Gudrun Bortman

Rafaela Medran

I only know her name and that she lived

                               to be one hundred and eighteen—

this old woman     rooted     weathered and lumpy

in a flounced and shapeless dress       I imagine blue

                      faded     the tiny flowers rose-colored

Maybe it is fall      a blanket      moth eaten      

                                                  drapes her shoulders

Did the photographer place her there     beside

                                 the mud hovel’s gaping doorway?

Or is this how he found her      in pale sun

fending off the chill and darkness of her home?

Her hands thickened by decades       still 

                                                 strong       her grip sturdy 

on the staff steadying her     What is she thinking?

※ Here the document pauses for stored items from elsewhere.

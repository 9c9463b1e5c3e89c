//! Response DTOs for the document API
//!
//! Defines the structure of outgoing HTTP response bodies and the proxy
//! response envelope handed back to API Gateway.

use std::collections::BTreeMap;

use serde::Serialize;
use serde_json::Value;

use crate::cache::CacheStats;

/// Error response body for all error conditions
#[derive(Debug, Clone, Serialize)]
pub struct ErrorBody {
    /// Stable error name, e.g. `NoDataAvailable`
    pub error: String,
    /// Human readable cause
    pub detail: String,
}

impl ErrorBody {
    /// Creates a new ErrorBody
    pub fn new(error: impl Into<String>, detail: impl Into<String>) -> Self {
        Self {
            error: error.into(),
            detail: detail.into(),
        }
    }
}

/// Response body for the health endpoint (GET /health)
#[derive(Debug, Clone, Serialize)]
pub struct HealthResponse {
    /// Health status (always "healthy" when the function answers)
    pub status: String,
    pub service: String,
    pub stage: String,
    /// Current timestamp in ISO 8601 format
    pub timestamp: String,
    pub cache: CacheSnapshot,
}

impl HealthResponse {
    /// Creates a new HealthResponse with current timestamp
    pub fn healthy(stage: impl Into<String>, cache: CacheSnapshot) -> Self {
        Self {
            status: "healthy".to_string(),
            service: env!("CARGO_PKG_NAME").to_string(),
            stage: stage.into(),
            timestamp: chrono::Utc::now().to_rfc3339(),
            cache,
        }
    }
}

/// Point-in-time view of the document cache.
#[derive(Debug, Clone, Serialize)]
#[serde(rename_all = "camelCase")]
pub struct CacheSnapshot {
    pub has_document: bool,
    /// Seconds since the entry was last fetched or revalidated
    pub age_secs: Option<u64>,
    pub document_bytes: Option<u64>,
    pub last_updated: Option<String>,
    /// Share of reads served without a storage round trip
    pub hit_rate: f64,
    pub stats: CacheStats,
}

/// Response body for filtered collection queries
#[derive(Debug, Clone, Serialize)]
#[serde(rename_all = "camelCase")]
pub struct QueryResponse {
    /// Request path the collection was resolved from
    pub path: String,
    pub count: usize,
    pub results: Vec<QueryMatch>,
    pub last_updated: Option<String>,
}

/// One member of a queried collection.
#[derive(Debug, Clone, Serialize)]
pub struct QueryMatch {
    /// Object key, or array index rendered as a string
    pub id: String,
    pub value: Value,
}

/// Proxy integration response envelope.
#[derive(Debug, Clone, Serialize)]
#[serde(rename_all = "camelCase")]
pub struct ProxyResponse {
    pub status_code: u16,
    pub headers: BTreeMap<String, String>,
    pub body: String,
    pub is_base64_encoded: bool,
}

I see sorrow in that furrowed face      dignity

and – look closely—

                                     a musing in her alert gaze

 And that hair—

                                     white and untamed       unruly 

curls spring out from the bandana            

                                                            I see it now     bouncy

black and glossy with youth     see her laughing

twirling at fiesta       a bit wild and careless

                                                                    full of dreams

Or was there servitude      bleakness even then?

I would like to slip back into the past      to sit  

on the worn threshold beside her       

             look into that old face and listen to her story

After the Edson Smith Photo Collection “China Gallera” Adobe

Gudrun Bortman grew up in Hamburg, Germany. She is an artist, garden designer and a poet. Her poems have been published in Sukoon Literary Magazine, Panoply, San Pedro River Review, Miramar and several anthologies published by Gunpowder Press. Her chapbook Fireweed was released in October 2018.